I could list a lot of reasons cited for this discouraging trend, you know, secularism for sure. The loss of respect for religious authority. Another reason, worldliness. But I don't want to do that. I would much rather look at what produces growth, rather than what produces demise, you know what I'm saying? I'd rather look at the glass half full than half empty. Why? Plenty of reasons why churches, even our churches, are in decline.

Why do churches grow?

When it comes to church growth, a lot of experts will immediately begin examining. They'll examine your building, or they'll examine your staff, or how organized you are, or how much is in the collection plate. A lot of church growth specialists are going to look at all of these variables. I'm not saying that these things are not important, but that's usually the first place they begin to look at. But the very first place to look to make sure a church is on the right track for growth is its beliefs, not its building.

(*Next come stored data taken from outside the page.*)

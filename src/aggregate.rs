use std::collections::{BTreeMap, HashMap};

use chrono::{DateTime, Duration, Local, LocalResult, NaiveDate, NaiveDateTime, TimeZone, Utc};

use crate::domain::{Project, ProjectId, TimeEntry, round_minutes};

/// Inclusive wall-clock window. Entries are retained when their interval
/// intersects the window, the one semantic shared by every view.
#[derive(Debug, Clone, Copy, PartialEq, Eq)]
pub struct DateRange {
    pub start: DateTime<Utc>,
    pub end: DateTime<Utc>,
}

impl DateRange {
    /// Local [start-of-day, end-of-day] window for one calendar day.
    pub fn day(day: NaiveDate) -> Self {
        let (start, next_midnight) = local_day_bounds(day);
        Self {
            start,
            end: next_midnight - Duration::milliseconds(1),
        }
    }

    pub fn contains_interval(
        &self,
        start: DateTime<Utc>,
        effective_end: DateTime<Utc>,
    ) -> bool {
        start <= self.end && effective_end >= self.start
    }
}

#[derive(Debug, Clone, Default)]
pub struct EntryFilter {
    pub search_term: Option<String>,
    pub project_id: Option<ProjectId>,
    pub range: Option<DateRange>,
}

#[derive(Debug, Clone, Default, PartialEq)]
pub struct DayTotal {
    pub total_ms: i64,
    pub project_colors: Vec<String>,
}

/// A row is corrupt when its end precedes its start or lies in the future;
/// corrupt rows are excluded from every figure, never subtracted.
fn well_formed_span(entry: &TimeEntry, now: DateTime<Utc>) -> Option<(DateTime<Utc>, DateTime<Utc>)> {
    let end = entry.effective_end(now);
    if end > now || entry.start_time > end {
        return None;
    }
    Some((entry.start_time, end))
}

pub fn filter_entries(
    entries: &[TimeEntry],
    projects: &[Project],
    filter: &EntryFilter,
    now: DateTime<Utc>,
) -> Vec<TimeEntry> {
    let names: HashMap<&ProjectId, &str> = projects
        .iter()
        .map(|project| (&project.id, project.name.as_str()))
        .collect();
    let needle = filter
        .search_term
        .as_deref()
        .map(|term| term.trim().to_lowercase())
        .filter(|term| !term.is_empty());

    let mut matched: Vec<TimeEntry> = entries
        .iter()
        .filter(|entry| {
            if let Some(project_id) = &filter.project_id {
                if &entry.project_id != project_id {
                    return false;
                }
            }
            if let Some(range) = &filter.range {
                if !range.contains_interval(entry.start_time, entry.effective_end(now)) {
                    return false;
                }
            }
            if let Some(needle) = &needle {
                let project_name = names
                    .get(&entry.project_id)
                    .map(|name| name.to_lowercase())
                    .unwrap_or_default();
                let description = entry
                    .description
                    .as_deref()
                    .map(str::to_lowercase)
                    .unwrap_or_default();
                if !project_name.contains(needle) && !description.contains(needle) {
                    return false;
                }
            }
            true
        })
        .cloned()
        .collect();

    sort_entries(&mut matched);
    matched
}

/// Total tracked milliseconds. Overlapping entries sum independently; a
/// running entry counts up to `now`.
pub fn total_duration(entries: &[TimeEntry], now: DateTime<Utc>) -> i64 {
    entries
        .iter()
        .filter_map(|entry| well_formed_span(entry, now))
        .map(|(start, end)| (end - start).num_milliseconds())
        .sum()
}

/// Per-project totals in whole minutes, rounded per entry the way the
/// breakdown chart displays them. Zero-minute rows are dropped.
pub fn group_by_project(entries: &[TimeEntry], now: DateTime<Utc>) -> HashMap<ProjectId, i64> {
    let mut totals: HashMap<ProjectId, i64> = HashMap::new();
    for entry in entries {
        let Some((start, end)) = well_formed_span(entry, now) else {
            continue;
        };
        let minutes = round_minutes((end - start).num_milliseconds());
        if minutes <= 0 {
            continue;
        }
        *totals.entry(entry.project_id.clone()).or_insert(0) += minutes;
    }
    totals
}

/// Per-day totals for the calendar strip. An entry spanning midnight
/// contributes a clamped slice to each local day it touches, and each day
/// collects the distinct colors of the projects worked that day.
pub fn group_by_day(
    entries: &[TimeEntry],
    projects: &[Project],
    now: DateTime<Utc>,
) -> BTreeMap<NaiveDate, DayTotal> {
    let colors: HashMap<&ProjectId, &str> = projects
        .iter()
        .map(|project| (&project.id, project.color.as_str()))
        .collect();

    let mut days: BTreeMap<NaiveDate, DayTotal> = BTreeMap::new();
    for entry in entries {
        let Some((start, end)) = well_formed_span(entry, now) else {
            continue;
        };
        if end <= start {
            continue;
        }

        let mut day = local_day_for(start);
        let last_day = local_day_for(end - Duration::seconds(1));
        while day <= last_day {
            let (day_start, day_end) = local_day_bounds(day);
            let slice_start = start.max(day_start);
            let slice_end = end.min(day_end);
            if slice_end > slice_start {
                let total = days.entry(day).or_default();
                total.total_ms += (slice_end - slice_start).num_milliseconds();
                if let Some(color) = colors.get(&entry.project_id) {
                    if !total.project_colors.iter().any(|c| c == color) {
                        total.project_colors.push(color.to_string());
                    }
                }
            }
            day = day.succ_opt().expect("next day should exist");
        }
    }
    days
}

/// Newest first, id as a stable tiebreak so equal timestamps render in a
/// deterministic order.
pub fn sort_entries(entries: &mut [TimeEntry]) {
    entries.sort_by(|a, b| {
        b.start_time
            .cmp(&a.start_time)
            .then_with(|| a.id.cmp(&b.id))
    });
}

fn local_day_for(timestamp: DateTime<Utc>) -> NaiveDate {
    timestamp.with_timezone(&Local).date_naive()
}

fn local_day_bounds(day: NaiveDate) -> (DateTime<Utc>, DateTime<Utc>) {
    let start_naive = day.and_hms_opt(0, 0, 0).expect("midnight must be valid");
    let end_naive = start_naive + Duration::days(1);
    (
        local_naive_to_utc_resolved(start_naive),
        local_naive_to_utc_resolved(end_naive),
    )
}

fn local_naive_to_utc(naive: NaiveDateTime) -> Option<DateTime<Utc>> {
    match Local.from_local_datetime(&naive) {
        LocalResult::Single(local_datetime) => Some(local_datetime.with_timezone(&Utc)),
        LocalResult::Ambiguous(first, second) => Some(first.min(second).with_timezone(&Utc)),
        LocalResult::None => None,
    }
}

fn local_naive_to_utc_resolved(naive: NaiveDateTime) -> DateTime<Utc> {
    if let Some(timestamp) = local_naive_to_utc(naive) {
        return timestamp;
    }

    // A DST gap can swallow midnight; scan forward to the first instant
    // that exists.
    let mut cursor = naive + Duration::minutes(1);
    for _ in 0..120 {
        if let Some(timestamp) = local_naive_to_utc(cursor) {
            return timestamp;
        }
        cursor += Duration::minutes(1);
    }

    panic!("local day boundary does not exist");
}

Oh yes, many will say, well, we believe in the Bible, we also believe in Jesus! But many churches actually say this, and yet, they don't experience any growth. The key to biblical growth, blessed by God. Because you know what? Even the Church of Satan grows, right? Even the church dedicated to Satan. I've even seen churches dedicated to smoking pot! And they grow! They might not be able to say God is blessing them but they grow.

All kinds of churches grow. but the key to biblical growth, the growth that we see in the Scriptures, the growth blessed by the God of the Bible, is to examine what the church believes about the Bible and its teachings, and Jesus Christ. In the end, great churches whose growth is constant and also blessed by God have three basic beliefs that serve as a foundation for their actions, their beliefs, and their growth.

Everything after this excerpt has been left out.